Springfield Armory Range Officer 1911 9mm: Halfway there

Last night I ran the Springfield Armory RO through another 350 rounds of ammo, bringing the running total to an even 1,000. As usual, I shot Dot Torture at 5 yards to open up, and because I was feeling speedy I tried to shoot it fast; ended up dropping 3 shots for a 47/50. What I’ve established with Dot Torture is that when I take my time and shoot it for max accuracy with this gun I can clean it on command. When I speed up and try to shoot it quick…things start to fall apart. It’s always in the same place, on the strings with transitions.

In order to work on my transitions, I spent the end of my practice time working on the iHack. This drill is hard, you’re shooting at tiny-ass little targets with a relatively tight par time. Even when you delete the timer and just try to self-pace yourself for a balance of speed and accuracy, it’s easy to mess this drill up. As you can see in the video, on three consecutive runs from the Safariland 1911 ALS I’m using I went 6/9, 8/9, and ohmygodwhy/9 on the final run. The best way to work up through this drill is to start aimed in on the targets, and if you can hit the par time from there, go to whatever ready position you use, and if you can hit the par time from there, go to the holster. Right now my skill level is in between low-ready and holster; I can pass the drill routinely from the low ready, and I’m about 50-60% from the holster. My issue is I’m slow on the first shot, so I then tend to rush the transitions to make up for lost time, and things kind of fall apart when you do that.

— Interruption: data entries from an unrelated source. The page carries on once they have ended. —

use std::collections::BTreeSet;
use std::path::Path;

use social_choice::{Ballots, Candidate};

use crate::election::ParsedBallot;

pub fn simplify_file_name(path: &str) -> String {
    Path::new(path)
        .file_name()
        .and_then(|s| s.to_str())
        .unwrap_or(path)
        .to_string()
}

/// The candidates named on the ballots, sorted by id. Each id is also the name.
pub fn infer_candidates(ballots: &[ParsedBallot]) -> Vec<Candidate> {
    let ids: BTreeSet<&str> = ballots
        .iter()
        .flat_map(|pb| pb.choices.iter())
        .map(|c| c.trim())
        .filter(|c| !c.is_empty())
        .collect();
    ids.into_iter().map(|id| Candidate::new(id, id)).collect()
}

/// The candidates rated on cardinal ballots, sorted by id. Each id is also the name.
pub fn infer_cardinal_candidates(ballots: &Ballots) -> Vec<Candidate> {
    let ids: BTreeSet<&str> = match ballots {
        Ballots::Ranked(votes) => votes
            .iter()
            .flat_map(|v| v.choices.iter())
            .map(|c| c.as_str())
            .collect(),
        Ballots::Approval(b) => b.iter().flat_map(|x| x.iter()).map(|c| c.as_str()).collect(),
        Ballots::Scored(b) => b.iter().flat_map(|x| x.keys()).map(|c| c.as_str()).collect(),
        Ballots::Graded(b) => b.iter().flat_map(|x| x.keys()).map(|c| c.as_str()).collect(),
        Ballots::Utility(b) => b.iter().flat_map(|x| x.keys()).map(|c| c.as_str()).collect(),
    };
    ids.into_iter()
        .filter(|id| !id.trim().is_empty())
        .map(|id| Candidate::new(id, id))
        .collect()
}
/*!
Single-winner election methods over a fixed set of candidates.

Every resolver takes the registered candidates and a slice of ballots of the
kind it understands, and returns a [`Results`]: the winner (if any) and the
ordered trail of rounds that led to it.

```
use social_choice::{instant_runoff, Candidate};

let candidates = vec![
    Candidate::new("A", "Anna"),
    Candidate::new("B", "Bob"),
    Candidate::new("C", "Clara"),
];
let ballots: Vec<Vec<String>> = vec![
    vec!["A".into(), "B".into(), "C".into()],
    vec!["A".into(), "C".into(), "B".into()],
    vec!["B".into(), "C".into(), "A".into()],
    vec!["C".into(), "B".into(), "A".into()],
];

let res = instant_runoff(&candidates, &ballots);
assert_eq!(res.winner_id(), Some("C"));
assert_eq!(res.rounds.len(), 2);
```

The ranked resolvers also take [`Vote`]s, rankings cast several times: a vote
with a count of n weighs as much as n copies of its ballot.

Ties are always broken in favour of the smallest candidate id, unless a method
documents otherwise. Empty inputs produce [`Results::empty`].
*/

pub mod builder;
mod cardinal;
mod condorcet;
mod config;
mod elimination;
pub mod manual;
mod methods;
mod pairwise;
mod positional;
mod stochastic;
mod tiebreak;

use std::collections::{BTreeMap, HashSet};

pub use crate::cardinal::*;
pub use crate::condorcet::*;
pub use crate::config::*;
pub use crate::elimination::*;
pub use crate::methods::*;
pub use crate::pairwise::*;
pub use crate::positional::*;
pub use crate::stochastic::*;

// **** Helpers shared by the resolvers ****

/// The registered ids, in the order the candidates were given.
fn candidate_ids(candidates: &[Candidate]) -> Vec<String> {
    candidates.iter().map(|c| c.id.clone()).collect()
}

fn find_candidate(candidates: &[Candidate], id: &str) -> Option<Candidate> {
    candidates.iter().find(|c| c.id == id).cloned()
}

/// Keeps the first occurrence of every id of `valid`, in ballot order.
fn clean_ranking<'a, S: AsRef<str>>(ballot: &'a [S], valid: &HashSet<&str>) -> Vec<&'a str> {
    let mut seen: HashSet<&str> = HashSet::new();
    let mut res: Vec<&str> = Vec::new();
    for choice in ballot.iter() {
        let cid = choice.as_ref();
        if valid.contains(cid) && seen.insert(cid) {
            res.push(cid);
        }
    }
    res
}

/// The candidate with the highest tally. Ties go to the smallest id.
fn argmax(tallies: &BTreeMap<String, f64>) -> Option<&str> {
    let mut best: Option<(&str, f64)> = None;
    // BTreeMap iterates by increasing id: only a strictly larger value displaces.
    for (cid, &v) in tallies.iter() {
        match best {
            Some((_, bv)) if v <= bv => {}
            _ => best = Some((cid.as_str(), v)),
        }
    }
    best.map(|(cid, _)| cid)
}

/// The candidate with the lowest tally. Ties go to the smallest id.
fn argmin(tallies: &BTreeMap<String, f64>) -> Option<&str> {
    let mut best: Option<(&str, f64)> = None;
    for (cid, &v) in tallies.iter() {
        match best {
            Some((_, bv)) if v >= bv => {}
            _ => best = Some((cid.as_str(), v)),
        }
    }
    best.map(|(cid, _)| cid)
}

fn single_round(tallies: BTreeMap<String, f64>) -> RoundRecord {
    RoundRecord {
        round: 1,
        tallies,
        eliminated: Vec::new(),
    }
}
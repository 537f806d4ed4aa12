use log::debug;
use std::collections::{HashMap, HashSet};

use crate::config::*;

/// Pairwise win counts: `get(x, y)` is the number of ballots ranking `x`
/// strictly ahead of `y`.
///
/// A candidate missing from a ballot is ranked below every candidate present on
/// that ballot. Pairs where both candidates are missing are skipped, so
/// `get(x, y) + get(y, x)` never exceeds the number of ballots.
#[derive(Eq, PartialEq, Debug, Clone)]
pub struct PairwiseMatrix {
    ids: Vec<String>,
    index: HashMap<String, usize>,
    wins: Vec<Vec<u64>>,
}

impl PairwiseMatrix {
    /// The candidate ids, in the order in which they were registered.
    pub fn candidate_ids(&self) -> &[String] {
        &self.ids
    }

    pub fn len(&self) -> usize {
        self.ids.len()
    }

    pub fn is_empty(&self) -> bool {
        self.ids.is_empty()
    }

    /// Number of ballots preferring `x` over `y`. Unknown ids count as zero.
    pub fn get(&self, x: &str, y: &str) -> u64 {
        match (self.index.get(x), self.index.get(y)) {
            (Some(&i), Some(&j)) => self.wins[i][j],
            _ => 0,
        }
    }

    /// Signed margin of `x` over `y`.
    pub fn margin(&self, x: &str, y: &str) -> i64 {
        self.get(x, y) as i64 - self.get(y, x) as i64
    }

    /// True if a strict majority of the ballots expressing a preference between
    /// `x` and `y` prefer `x`.
    pub fn beats(&self, x: &str, y: &str) -> bool {
        self.get(x, y) > self.get(y, x)
    }

    pub(crate) fn get_idx(&self, i: usize, j: usize) -> u64 {
        self.wins[i][j]
    }

    /// The candidate beating every other candidate head-to-head, if any.
    pub fn condorcet_winner(&self) -> Option<&str> {
        let n = self.ids.len();
        (0..n)
            .find(|&i| (0..n).all(|j| i == j || self.wins[i][j] > self.wins[j][i]))
            .map(|i| self.ids[i].as_str())
    }
}

/// Builds the pairwise matrix of the candidates over the ranked ballots.
///
/// Unknown ids on ballots are ignored, duplicates only count at their first
/// position. Runs in O(ballots × candidates²).
pub fn build_matrix<B: RankedBallot>(candidates: &[Candidate], ballots: &[B]) -> PairwiseMatrix {
    let ids: Vec<String> = crate::candidate_ids(candidates);
    let index: HashMap<String, usize> = ids
        .iter()
        .enumerate()
        .map(|(idx, cid)| (cid.clone(), idx))
        .collect();
    let valid: HashSet<&str> = ids.iter().map(|s| s.as_str()).collect();
    let n = ids.len();
    let mut wins: Vec<Vec<u64>> = vec![vec![0; n]; n];

    for ballot in ballots.iter() {
        let count = ballot.count();
        // Position of each candidate on this ballot, None if not ranked.
        let mut positions: Vec<Option<usize>> = vec![None; n];
        for (pos, cid) in crate::clean_ranking(ballot.choices(), &valid).iter().enumerate() {
            positions[index[*cid]] = Some(pos);
        }
        for i in 0..n {
            for j in (i + 1)..n {
                match (positions[i], positions[j]) {
                    (Some(pi), Some(pj)) if pi < pj => wins[i][j] += count,
                    (Some(_), Some(_)) => wins[j][i] += count,
                    (Some(_), None) => wins[i][j] += count,
                    (None, Some(_)) => wins[j][i] += count,
                    (None, None) => {}
                }
            }
        }
    }
    debug!("build_matrix: {} ballots, wins: {:?}", ballots.len(), wins);
    PairwiseMatrix { ids, index, wins }
}

/// The candidate preferred to every other candidate by a pairwise majority.
pub fn condorcet_winner<B: RankedBallot>(
    candidates: &[Candidate],
    ballots: &[B],
) -> Option<Candidate> {
    if candidates.is_empty() || ballots.is_empty() {
        return None;
    }
    let m = build_matrix(candidates, ballots);
    m.condorcet_winner()
        .and_then(|cid| crate::find_candidate(candidates, cid))
}
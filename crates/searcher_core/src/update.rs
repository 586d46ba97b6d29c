use crate::{DispatchStatus, Effect, Msg, SearchState, TorRecord};

/// Pure update function: applies a message to state and returns any effects.
pub fn update(mut state: SearchState, msg: Msg) -> (SearchState, Vec<Effect>) {
    let effects = match msg {
        // Keystrokes and form submits both carry the current box value and
        // run the same decision.
        Msg::QueryEdited(query) | Msg::QuerySubmitted(query) => {
            state.pending_query = Some(query);
            dispatch_pending(&mut state)
        }
        Msg::SearchCompleted { query, result } => on_completed(&mut state, query, result),
        Msg::NoOp => Vec::new(),
    };

    (state, effects)
}

/// Decision step shared by input handling and the post-completion drain.
///
/// Suppression (empty query, or query equal to the last completed one)
/// clears the pending slot but never touches `status`: resetting it while a
/// fetch is outstanding would allow a second concurrent fetch.
fn dispatch_pending(state: &mut SearchState) -> Vec<Effect> {
    let Some(pending) = state.pending_query.as_deref() else {
        return Vec::new();
    };

    if pending.is_empty() || state.last_query.as_deref() == Some(pending) {
        state.pending_query = None;
        return Vec::new();
    }

    match state.status {
        // The completion handler will observe the updated pending query.
        DispatchStatus::InFlight => Vec::new(),
        DispatchStatus::Idle => {
            state.status = DispatchStatus::InFlight;
            vec![Effect::FetchQuery {
                query: pending.to_string(),
            }]
        }
    }
}

fn on_completed(
    state: &mut SearchState,
    query: String,
    result: Result<Vec<TorRecord>, String>,
) -> Vec<Effect> {
    state.status = DispatchStatus::Idle;

    let mut effects = Vec::new();
    match result {
        Ok(results) => {
            state.last_query = Some(query.clone());
            effects.push(Effect::RenderResults { results });
        }
        Err(_message) => {
            // The platform layer logs the failure. `last_query` is left
            // untouched so the same query is not suppressed on retry.
        }
    }

    if state.pending_query.as_deref() == Some(query.as_str()) {
        state.pending_query = None;
    }

    // Drain: at most one follow-up fetch per completion, so the latest
    // keystroke's query is eventually sent without unbounded recursion.
    effects.extend(dispatch_pending(state));
    effects
}
//! Searcher core: pure dispatch state machine and slot reconciler.
mod effect;
mod msg;
mod record;
mod render;
mod state;
mod update;

pub use effect::Effect;
pub use msg::Msg;
pub use record::{
    tor_field_map, FieldBinding, FieldKind, FieldMap, SchemaError, TorRecord, TOR_RECORD_FIELDS,
};
pub use render::{RowSlot, SlotRenderer};
pub use state::{DispatchStatus, SearchState};
pub use update::update;
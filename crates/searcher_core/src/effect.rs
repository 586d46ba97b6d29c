use crate::TorRecord;

/// Side effects requested by `update` and executed by the platform layer.
#[derive(Debug, Clone, PartialEq)]
pub enum Effect {
    /// Issue a backend search for `query`.
    FetchQuery { query: String },
    /// Hand a completed result list to the renderer.
    RenderResults { results: Vec<TorRecord> },
}
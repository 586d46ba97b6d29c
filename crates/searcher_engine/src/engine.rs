use std::sync::mpsc;
use std::thread;

use widget_logging::widget_warn;

use crate::fetch::{ReqwestBackend, SearchBackend, SearchSettings};
use crate::{EngineEvent, SearchError};

enum EngineCommand {
    Search { query: String },
}

/// Owns the background fetch thread; the UI pump talks to it through
/// channels and polls completions with `try_recv`.
pub struct EngineHandle {
    cmd_tx: mpsc::Sender<EngineCommand>,
    event_rx: mpsc::Receiver<EngineEvent>,
}

impl EngineHandle {
    pub fn new(settings: SearchSettings) -> Result<Self, SearchError> {
        let backend = ReqwestBackend::new(settings)?;
        Ok(Self::with_backend(backend))
    }

    /// Commands run one at a time. The dispatch controller already keeps a
    /// single search in flight; serial execution here matches that model.
    pub fn with_backend<B>(backend: B) -> Self
    where
        B: SearchBackend + 'static,
    {
        let (cmd_tx, cmd_rx) = mpsc::channel();
        let (event_tx, event_rx) = mpsc::channel();

        thread::spawn(move || {
            let runtime = tokio::runtime::Runtime::new().expect("tokio runtime");
            while let Ok(EngineCommand::Search { query }) = cmd_rx.recv() {
                let result = runtime.block_on(backend.search(&query));
                if let Err(err) = &result {
                    widget_warn!("search {query:?} failed: {err}");
                }
                if event_tx
                    .send(EngineEvent::SearchCompleted { query, result })
                    .is_err()
                {
                    break;
                }
            }
        });

        Self { cmd_tx, event_rx }
    }

    pub fn search(&self, query: impl Into<String>) {
        let _ = self.cmd_tx.send(EngineCommand::Search {
            query: query.into(),
        });
    }

    pub fn try_recv(&self) -> Option<EngineEvent> {
        self.event_rx.try_recv().ok()
    }
}
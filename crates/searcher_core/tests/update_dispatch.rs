use std::sync::Once;

use searcher_core::{update, DispatchStatus, Effect, Msg, SearchState, TorRecord};

fn init_logging() {
    static INIT: Once = Once::new();
    INIT.call_once(widget_logging::initialize_for_tests);
}

fn record(name: &str) -> TorRecord {
    let mut record = TorRecord::new();
    record.insert(
        "name".to_string(),
        serde_json::Value::String(name.to_string()),
    );
    record
}

fn completed_ok(query: &str, names: &[&str]) -> Msg {
    Msg::SearchCompleted {
        query: query.to_string(),
        result: Ok(names.iter().map(|name| record(name)).collect()),
    }
}

fn completed_err(query: &str) -> Msg {
    Msg::SearchCompleted {
        query: query.to_string(),
        result: Err("connection refused".to_string()),
    }
}

fn edit(state: SearchState, query: &str) -> (SearchState, Vec<Effect>) {
    update(state, Msg::QueryEdited(query.to_string()))
}

#[test]
fn first_nonempty_query_dispatches() {
    init_logging();
    let state = SearchState::new();

    let (state, effects) = edit(state, "ubuntu");

    assert_eq!(
        effects,
        vec![Effect::FetchQuery {
            query: "ubuntu".to_string(),
        }]
    );
    assert_eq!(state.status(), DispatchStatus::InFlight);
    assert_eq!(state.pending_query(), Some("ubuntu"));
    assert_eq!(state.last_query(), None);
}

#[test]
fn empty_query_is_never_dispatched() {
    init_logging();
    let state = SearchState::new();

    // First call with an empty box (browser restoring a cached blank form).
    let (state, effects) = edit(state, "");
    assert!(effects.is_empty());
    assert_eq!(state.status(), DispatchStatus::Idle);
    assert_eq!(state.pending_query(), None);

    // Clearing the box after a completed search is a no-op too.
    let (state, _) = edit(state, "ubuntu");
    let (state, _) = update(state, completed_ok("ubuntu", &["ubuntu-22"]));
    let (state, effects) = edit(state, "");
    assert!(effects.is_empty());
    assert_eq!(state.status(), DispatchStatus::Idle);
}

#[test]
fn repeat_query_suppressed_after_success() {
    init_logging();
    let state = SearchState::new();
    let (state, _) = edit(state, "ubuntu");
    let (state, _) = update(state, completed_ok("ubuntu", &["ubuntu-22"]));

    // Form submit resends the unchanged box value.
    let (state, effects) = update(state, Msg::QuerySubmitted("ubuntu".to_string()));

    assert!(effects.is_empty());
    assert_eq!(state.status(), DispatchStatus::Idle);
    assert_eq!(state.pending_query(), None);
}

#[test]
fn coalesces_rapid_input_to_latest() {
    init_logging();
    let state = SearchState::new();

    // "u" dispatches immediately; "ub" and "ubu" land while it is in flight.
    let (state, effects) = edit(state, "u");
    let mut fetched: Vec<String> = fetch_queries(&effects);
    let (state, effects) = edit(state, "ub");
    assert!(effects.is_empty());
    let (state, effects) = edit(state, "ubu");
    assert!(effects.is_empty());
    assert_eq!(state.pending_query(), Some("ubu"));

    let (state, effects) = update(state, completed_ok("u", &[]));
    fetched.extend(fetch_queries(&effects));
    let (state, effects) = update(state, completed_ok("ubu", &[]));
    fetched.extend(fetch_queries(&effects));

    // Exactly two fetches: the first keystroke and the final value.
    assert_eq!(fetched, vec!["u".to_string(), "ubu".to_string()]);
    assert_eq!(state.status(), DispatchStatus::Idle);
    assert_eq!(state.pending_query(), None);
    assert_eq!(state.last_query(), Some("ubu"));
}

#[test]
fn input_while_in_flight_keeps_only_latest_pending() {
    init_logging();
    let state = SearchState::new();
    let (state, _) = edit(state, "u");

    let (state, effects) = edit(state, "ub");
    assert!(effects.is_empty());
    assert_eq!(state.pending_query(), Some("ub"));

    let (state, effects) = edit(state, "ubun");
    assert!(effects.is_empty());
    assert_eq!(state.pending_query(), Some("ubun"));
    assert_eq!(state.status(), DispatchStatus::InFlight);
}

#[test]
fn completion_renders_and_records_last_query() {
    init_logging();
    let state = SearchState::new();
    let (state, _) = edit(state, "ubuntu");

    let (state, effects) = update(state, completed_ok("ubuntu", &["ubuntu-22"]));

    assert_eq!(
        effects,
        vec![Effect::RenderResults {
            results: vec![record("ubuntu-22")],
        }]
    );
    assert_eq!(state.status(), DispatchStatus::Idle);
    assert_eq!(state.last_query(), Some("ubuntu"));
    assert_eq!(state.pending_query(), None);
}

#[test]
fn failed_fetch_resets_state_and_allows_retry() {
    init_logging();
    let state = SearchState::new();
    let (state, _) = edit(state, "ubuntu");

    let (state, effects) = update(state, completed_err("ubuntu"));

    // Swallowed: no render, no automatic refetch.
    assert!(effects.is_empty());
    assert_eq!(state.status(), DispatchStatus::Idle);
    assert_eq!(state.last_query(), None);
    assert_eq!(state.pending_query(), None);

    // The same query is not suppressed as a duplicate afterwards.
    let (state, effects) = update(state, Msg::QuerySubmitted("ubuntu".to_string()));
    assert_eq!(
        effects,
        vec![Effect::FetchQuery {
            query: "ubuntu".to_string(),
        }]
    );
    assert_eq!(state.status(), DispatchStatus::InFlight);
}

#[test]
fn clearing_box_mid_flight_drops_queued_query() {
    init_logging();
    let state = SearchState::new();
    let (state, _) = edit(state, "u");
    let (state, _) = edit(state, "ub");
    let (state, effects) = edit(state, "");
    assert!(effects.is_empty());

    let (state, effects) = update(state, completed_ok("u", &["u-thing"]));

    // Only the render of the in-flight result; nothing left to drain.
    assert_eq!(effects.len(), 1);
    assert!(matches!(effects[0], Effect::RenderResults { .. }));
    assert_eq!(state.status(), DispatchStatus::Idle);
    assert_eq!(state.pending_query(), None);
}

#[test]
fn drain_suppresses_pending_equal_to_last_success() {
    init_logging();
    let state = SearchState::new();
    let (state, _) = edit(state, "arch");
    let (state, _) = update(state, completed_ok("arch", &[]));

    // "debian" goes in flight, then the user types "arch" back.
    let (state, _) = edit(state, "debian");
    let (state, _) = edit(state, "arch");

    // "debian" fails, so last_query is still "arch": the queued repeat is
    // suppressed instead of refetched.
    let (state, effects) = update(state, completed_err("debian"));
    assert!(effects.is_empty());
    assert_eq!(state.status(), DispatchStatus::Idle);
    assert_eq!(state.pending_query(), None);
    assert_eq!(state.last_query(), Some("arch"));
}

#[test]
fn noop_changes_nothing() {
    init_logging();
    let state = SearchState::new();
    let before = state.clone();

    let (state, effects) = update(state, Msg::NoOp);

    assert_eq!(state, before);
    assert!(effects.is_empty());
}

fn fetch_queries(effects: &[Effect]) -> Vec<String> {
    effects
        .iter()
        .filter_map(|effect| match effect {
            Effect::FetchQuery { query } => Some(query.clone()),
            _ => None,
        })
        .collect()
}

The gun itself had another malfunction on round 800something. This was a failure to return to battery during a SHO string of fire I was doing. Ammo was PMC 115 grain 9mm, corrective action was to spank the magwell like it was naughty. One of the things I’ve noticed about the RO is that it’s very sensitive to running without adequate amounts of lubrication, and for whatever reason this gun likes to have a lot of lubrication on it. Everything about this gun is, for lack of a better phrase, tight. It seems like this gun is the kind of 1911 that I’ll need to establish a regular lubrication cycle for. No points off for that, but -1 one point for the failure to RTB. Currently the gun’s at 85/100 with 1000 rounds left to go.


  1. Still digging these 1911 range reports. This past Monday I had an opportunity to handle one of Colt’s new 9mm competition pistols or what ever they are calling it. You know the one with the blue grips and blue fiber optic sight. Of course I didn’t get to shoot it, but overall not bad looking. Undercut trigger guard was a nice touch. Finish is a dull black and a little rough, but nothing out of line for this price range. Dry fired a few times, trigger is typical 1911 and no doubt with a little work could be real nice.

    Looking forward to seeing how the Colt stacks up against the Springfield.

    1. I to am interested in the new Colt Competition pistols, especially since they look all the world like the Colt CCG that I tested extensively in 2013.